Despite living through Section 28, I only learned from poet Jay Hulme’s introduction to The Outrage that it applied not only to schools, but to local libraries. As David E Bennett notes in a blog post on #UKLibChat, the impact of Section 28 is still being felt today. LGBTQI+ books remain limited in public libraries – and with the defunding and closure of many libraries, again under the Conservative government, it’s looking unlikely that this lack of resources will be corrected any time soon. In another blog post on #UKLibChat, John Vincent discusses librarians challenging Section 28 by protesting the policy, and getting involved in local initiatives to provide literature to community and outreach groups, despite the fact that they could have faced legal consequences for these actions.

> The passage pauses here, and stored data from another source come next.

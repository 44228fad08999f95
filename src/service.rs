use std::fmt;
use std::path::Path;
use std::str::FromStr;

use serde_json::{json, Value as JsonValue};

use crate::config::Settings;
use crate::data::correlation::compute_correlation;
use crate::data::filter::apply_filters_with;
use crate::data::loader::{load_csv, load_file};
use crate::data::model::Table;
use crate::data::paginate::paginate;
use crate::data::select::select_columns;
use crate::data::sort::apply_sort_with;
use crate::data::summary::summarize;
use crate::data::trend::compute_trend;
use crate::error::{QueryError, QueryResult};
use crate::params::{CorrelationParams, QueryParams, RowsParams, TrendParams};

// ---------------------------------------------------------------------------
// Endpoint / Response
// ---------------------------------------------------------------------------

/// The dataset queries exposed to the web layer.
#[derive(Debug, Clone, Copy, PartialEq, Eq)]
pub enum Endpoint {
    Preview,
    Summary,
    Rows,
    Correlation,
    Trend,
}

impl fmt::Display for Endpoint {
    fn fmt(&self, f: &mut fmt::Formatter<'_>) -> fmt::Result {
        let name = match self {
            Endpoint::Preview => "preview",
            Endpoint::Summary => "summary",
            Endpoint::Rows => "rows",
            Endpoint::Correlation => "correlation",
            Endpoint::Trend => "trend",
        };
        f.write_str(name)
    }
}

impl FromStr for Endpoint {
    type Err = QueryError;

    fn from_str(s: &str) -> Result<Self, Self::Err> {
        match s {
            "preview" => Ok(Endpoint::Preview),
            "summary" => Ok(Endpoint::Summary),
            "rows" => Ok(Endpoint::Rows),
            "correlation" => Ok(Endpoint::Correlation),
            "trend" => Ok(Endpoint::Trend),
            other => Err(QueryError::Validation(format!("Unknown endpoint: {other}"))),
        }
    }
}

/// Status plus JSON body, ready for the web layer to send.
#[derive(Debug, Clone, PartialEq)]
pub struct Response {
    pub status: u16,
    pub body: JsonValue,
}

impl Response {
    pub fn ok(body: JsonValue) -> Self {
        Response { status: 200, body }
    }

    pub fn is_success(&self) -> bool {
        self.status == 200
    }
}

impl From<QueryError> for Response {
    fn from(err: QueryError) -> Self {
        Response {
            status: err.status(),
            body: err.to_payload(),
        }
    }
}

// ---------------------------------------------------------------------------
// DatasetService
// ---------------------------------------------------------------------------

/// Runs dataset queries over stored CSV content. Holds only settings; each
/// call loads, transforms and drops its own [`Table`].
#[derive(Debug, Clone, Default)]
pub struct DatasetService {
    settings: Settings,
}

impl DatasetService {
    pub fn new(settings: Settings) -> Self {
        DatasetService { settings }
    }

    pub fn settings(&self) -> &Settings {
        &self.settings
    }

    /// Dispatch `endpoint` and turn any failure into its error payload.
    pub fn handle(&self, endpoint: Endpoint, id: u64, content: &[u8], query: &str) -> Response {
        log::info!("dataset {id}: {endpoint} ?{query}");
        let result = match endpoint {
            Endpoint::Preview => self.preview(id, content),
            Endpoint::Summary => self.summary(id, content),
            Endpoint::Rows => self.rows(content, query),
            Endpoint::Correlation => self.correlation(id, content, query),
            Endpoint::Trend => self.trend(id, content, query),
        };
        match result {
            Ok(body) => Response::ok(body),
            Err(err) => {
                log::info!("dataset {id}: {endpoint} rejected: {err}");
                err.into()
            }
        }
    }

    /// Same as [`handle`](Self::handle), reading the content from `path`.
    pub fn handle_file(&self, endpoint: Endpoint, id: u64, path: &Path, query: &str) -> Response {
        match std::fs::read(path) {
            Ok(content) => self.handle(endpoint, id, &content, query),
            Err(err) => QueryError::from(err).into(),
        }
    }

    /// `{"id", "rows"}` with the first `preview_rows` rows.
    pub fn preview(&self, id: u64, content: &[u8]) -> QueryResult<JsonValue> {
        let table = load_csv(content, Some(self.settings.preview_rows))?;
        Ok(json!({ "id": id, "rows": table.records() }))
    }

    /// `{"id", "summary"}` with count / mean / std per numeric column.
    pub fn summary(&self, id: u64, content: &[u8]) -> QueryResult<JsonValue> {
        let table = load_csv(content, None)?;
        let summary = serde_json::to_value(summarize(&table))
            .map_err(|e| QueryError::DataRead(format!("Unable to encode summary: {e}")))?;
        Ok(json!({ "id": id, "summary": summary }))
    }

    /// Filter, select, sort and paginate. Returns the page envelope.
    pub fn rows(&self, content: &[u8], query: &str) -> QueryResult<JsonValue> {
        let params = RowsParams::from_query(&QueryParams::parse(query), &self.settings)?;
        let table = load_csv(content, None)?;
        let table = self.run_rows_pipeline(&table, &params)?;
        let page = paginate(&table.records(), params.page, params.page_size);
        serde_json::to_value(page)
            .map_err(|e| QueryError::DataRead(format!("Unable to encode rows: {e}")))
    }

    /// `{"id", "correlation"}`
    pub fn correlation(&self, id: u64, content: &[u8], query: &str) -> QueryResult<JsonValue> {
        let params = CorrelationParams::from_query(&QueryParams::parse(query));
        let table = load_csv(content, None)?;
        let matrix = compute_correlation(&table, params.cols.as_deref())?;
        Ok(json!({ "id": id, "correlation": matrix }))
    }

    /// `{"id", "trend": [{"date", <value>}]}`
    pub fn trend(&self, id: u64, content: &[u8], query: &str) -> QueryResult<JsonValue> {
        let params = TrendParams::from_query(&QueryParams::parse(query))?;
        let table = load_csv(content, None)?;
        let trend = compute_trend(&table, &params.date, &params.value, params.freq, params.agg)?;
        Ok(json!({ "id": id, "trend": trend.into_records() }))
    }

    /// Load `path` and run the rows pipeline, without paginating.
    pub fn query_file(&self, path: &Path, params: &RowsParams) -> QueryResult<Table> {
        let table = load_file(path, None)?;
        self.run_rows_pipeline(&table, params)
    }

    /// Filter → select → sort.
    pub fn run_rows_pipeline(&self, table: &Table, params: &RowsParams) -> QueryResult<Table> {
        let policy = self.settings.unknown_targets;
        let filtered = apply_filters_with(table, &params.filters, policy)?;
        let selected = select_columns(&filtered, params.columns.as_deref())?;
        let sorted = apply_sort_with(&selected, params.sort.as_deref(), policy)?;
        log::debug!(
            "rows pipeline: {} -> {} rows, {} column(s)",
            table.num_rows(),
            sorted.num_rows(),
            sorted.num_columns()
        );
        Ok(sorted)
    }
}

It’s reassuring to read accounts from librarians who resisted Section 28 the first time around, as the UK is currently in the middle of an anti-LGBTQI+ backlash that has been frighteningly reminiscent of 1988 for many Brits, and which forms part of a broader swing to the far right. In addition to demonising trans people and undermining the UK’s leading LGBTQI+ charity, Stonewall, the current government has proposed a “free speech at universities” bill that in fact seems designed to ensure that university discussions and the exchange of ideas toe the government line; another bill that would “normalise over-policing of peaceful protests;” and an attempt to ban schools from teaching about anti-capitalism and similar anti-authoritarian movements. In the current political climate, the UK will need librarians like the one who haunts the spaces between the pages in The Outrage; but the examples of librarians resisting draconian laws and actions throughout history serve as a reminder that these keepers of knowledge will ensure that information and stories, no matter how strongly suppressed, will never be erased.